My first impression of a person who reviews others’ work for a living came at age 12 from watching the Mel Brooks film History of the World Part One where we’re introduced to Ugg, the world’s first artist, and then the world’s first art critic. He delivers a scathing verdict on Ugg’s cave painting without saying or writing a word.
I am very happy to report that neither of the two fine publications, The Los Angeles Times nor The Economist, that have so far reviewed my book peed on it. This is what the LA Times had to say:
Jakab is a former investment banker who currently writes the Wall Street Journal’s “Heard on the Street” column; he knows what he’s talking about. He’s skilled at translating concepts like puts and calls and short sales and gamma squeezes into language most anyone can understand — a true gift.LA Times
And later in the review:
Like so much reporting in recent years, Jakab’s book is both depressing and necessary … Anybody who buys and sells stocks, and anyone who “invests” in anything old or new, should read this book.LA Times
Now that’s nice. And The Economist, which I have been reading for 30 years now, came through with a really flattering take too.
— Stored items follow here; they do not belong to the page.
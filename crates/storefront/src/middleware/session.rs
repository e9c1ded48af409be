//! Session middleware configuration.
//!
//! Sets up in-memory sessions using tower-sessions, plus helpers for the
//! cart slices kept in them.

use serde::Serialize;
use serde::de::DeserializeOwned;
use tower_sessions::{Expiry, MemoryStore, Session, SessionManagerLayer};

use crate::cart::{DEFAULT_TTL, Persisted};
use crate::config::StorefrontConfig;

/// Session cookie name.
pub const SESSION_COOKIE_NAME: &str = "marketstall_session";

/// Create the session layer with an in-memory store.
///
/// Sessions expire after `config.session_ttl` without a request.
#[must_use]
pub fn create_session_layer(config: &StorefrontConfig) -> SessionManagerLayer<MemoryStore> {
    let expiry_seconds = i64::try_from(config.session_ttl.as_secs()).unwrap_or(i64::MAX);

    SessionManagerLayer::new(MemoryStore::default())
        .with_name(SESSION_COOKIE_NAME)
        .with_expiry(Expiry::OnInactivity(
            tower_sessions::cookie::time::Duration::seconds(expiry_seconds),
        ))
        .with_secure(config.is_secure())
        .with_same_site(tower_sessions::cookie::SameSite::Lax)
        .with_http_only(true)
        .with_path("/")
}

/// Load a slice from the session, or its default when absent or stale.
///
/// Undecodable values are treated as absent.
///
/// # Errors
///
/// Returns an error if the session store fails.
pub async fn load_slice<T>(session: &Session, key: &str) -> Result<T, tower_sessions::session::Error>
where
    T: DeserializeOwned + Default,
{
    let stored = match session.get::<Persisted<T>>(key).await {
        Ok(stored) => stored,
        Err(tower_sessions::session::Error::SerdeJson(e)) => {
            tracing::warn!(key, error = %e, "Discarding undecodable session value");
            None
        }
        Err(e) => return Err(e),
    };

    Ok(stored
        .and_then(|persisted| persisted.into_fresh(DEFAULT_TTL))
        .unwrap_or_default())
}

/// Store a slice in the session, stamped with the current time.
///
/// # Errors
///
/// Returns an error if the session store fails.
pub async fn store_slice<T>(
    session: &Session,
    key: &str,
    value: T,
) -> Result<(), tower_sessions::session::Error>
where
    T: Serialize + Send + Sync,
{
    session.insert(key, Persisted::new(value)).await
}
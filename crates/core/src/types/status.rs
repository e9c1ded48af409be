//! Status enums for backend entities.

use serde::{Deserialize, Serialize};

/// Lifecycle status of a cart.
///
/// Maps to the backend's `CartStatus` values.
#[derive(Debug, Clone, Copy, PartialEq, Eq, Hash, Serialize, Deserialize, Default)]
#[serde(rename_all = "snake_case")]
pub enum CartStatus {
    #[default]
    Active,
    Inactive,
    Abandoned,
}

impl CartStatus {
    /// Whether items can still be added to a cart in this status.
    #[must_use]
    pub const fn is_open(self) -> bool {
        matches!(self, Self::Active)
    }
}

impl std::fmt::Display for CartStatus {
    fn fmt(&self, f: &mut std::fmt::Formatter<'_>) -> std::fmt::Result {
        match self {
            Self::Active => write!(f, "active"),
            Self::Inactive => write!(f, "inactive"),
            Self::Abandoned => write!(f, "abandoned"),
        }
    }
}

impl std::str::FromStr for CartStatus {
    type Err = String;

    fn from_str(s: &str) -> Result<Self, Self::Err> {
        match s {
            "active" => Ok(Self::Active),
            "inactive" => Ok(Self::Inactive),
            "abandoned" => Ok(Self::Abandoned),
            _ => Err(format!("invalid cart status: {s}")),
        }
    }
}

#[cfg(test)]
#[allow(clippy::unwrap_used)]
mod tests {
    use super::*;

    #[test]
    fn test_cart_status_wire_format() {
        let status: CartStatus = serde_json::from_str("\"abandoned\"").unwrap();
        assert_eq!(status, CartStatus::Abandoned);
        assert_eq!(serde_json::to_string(&CartStatus::Active).unwrap(), "\"active\"");
    }

    #[test]
    fn test_cart_status_display_round_trips_from_str() {
        for status in [CartStatus::Active, CartStatus::Inactive, CartStatus::Abandoned] {
            assert_eq!(status.to_string().parse::<CartStatus>().unwrap(), status);
        }
        assert!("closed".parse::<CartStatus>().is_err());
    }

    #[test]
    fn test_only_active_is_open() {
        assert!(CartStatus::Active.is_open());
        assert!(!CartStatus::Abandoned.is_open());
    }
}
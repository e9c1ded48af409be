//! Server-side cart operations.
//!
//! Listings are cached per principal under [`CacheTag::Cart`]; every
//! mutation evicts the whole tag.

use tracing::{debug, instrument};

use marketstall_core::CartId;

use super::endpoints::{CART_ADD_ITEM, CART_CREATE, CARTS};
use super::types::{AddItemRequest, CartSummary, CreateCartRequest, CreatedCart, Listing, Page};
use super::{ApiClient, ApiError, Authorization, CacheKey, CacheTag, CacheValue};

impl ApiClient {
    /// List the principal's carts, optionally with their items.
    ///
    /// # Errors
    ///
    /// Returns [`ApiError::AuthRequired`] without a valid session, or an
    /// error if the request fails.
    #[instrument(skip(self, auth))]
    pub async fn list_carts(
        &self,
        auth: &Authorization,
        get_items: bool,
    ) -> Result<Page<CartSummary>, ApiError> {
        let cache_key = CacheKey::Carts {
            principal: auth.principal(),
            with_items: get_items,
        };
        if let Some(CacheValue::Carts(page)) = self.inner.cache.get(&cache_key).await {
            debug!("Cache hit for carts");
            return Ok(page);
        }

        let mut url = self.endpoint(CARTS)?;
        url.query_pairs_mut()
            .append_pair("get_items", if get_items { "true" } else { "false" });

        let listing: Listing<CartSummary> =
            self.send_json(auth.apply(self.http().get(url))).await?;
        let page = Page::from(listing);

        self.inner
            .cache
            .insert(cache_key, CacheValue::Carts(page.clone()))
            .await;

        Ok(page)
    }

    /// Create a cart and return its id.
    ///
    /// # Errors
    ///
    /// Returns an error if the backend rejects the cart or the request fails.
    #[instrument(skip(self, auth, request), fields(name = %request.name))]
    pub async fn create_cart(
        &self,
        auth: &Authorization,
        request: &CreateCartRequest,
    ) -> Result<CartId, ApiError> {
        let url = self.endpoint(CART_CREATE)?;
        let result: Result<CreatedCart, ApiError> = self
            .send_json(auth.apply(self.http().post(url).json(request)))
            .await;

        // The backend may have committed even if the response was unreadable.
        self.invalidate(CacheTag::Cart);

        let id = result?.id();
        tracing::info!(cart_id = %id, "Created cart");
        Ok(id)
    }

    /// Add a product to a cart.
    ///
    /// # Errors
    ///
    /// Returns [`ApiError::NotFound`] for an unknown cart or product, or an
    /// error if the request fails.
    #[instrument(
        skip(self, auth, request),
        fields(cart_id = %request.cart_id, product_id = %request.product_id)
    )]
    pub async fn add_item(
        &self,
        auth: &Authorization,
        request: &AddItemRequest,
    ) -> Result<(), ApiError> {
        let url = self.endpoint(CART_ADD_ITEM)?;
        let result = self
            .send(auth.apply(self.http().post(url).json(request)))
            .await;

        self.invalidate(CacheTag::Cart);

        result.map(|_| ())
    }
}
Spencer Jakab, a columnist at the Wall Street Journal, unknots the threads of this complex financial tale. His is a pacey and comprehensive account that takes in the structural changes in finance and the media that made the turmoil possible.The Economist
And lower down
…Mr Jakab’s knowledge of Wall Street shines in the historical context he provides and the industry aphorisms he relays (the retail investors who can lose out when hedge funds prosper are typecast as “a lot of dentists”). Despite the density of the subject matter, which includes “rehypothecation” and “gamma squeezes”, the story is deftly told. If the first draft of history was not quite on the money, as Mr Jakab contends, his second go has set the record straight.The Economist
Please check out the book.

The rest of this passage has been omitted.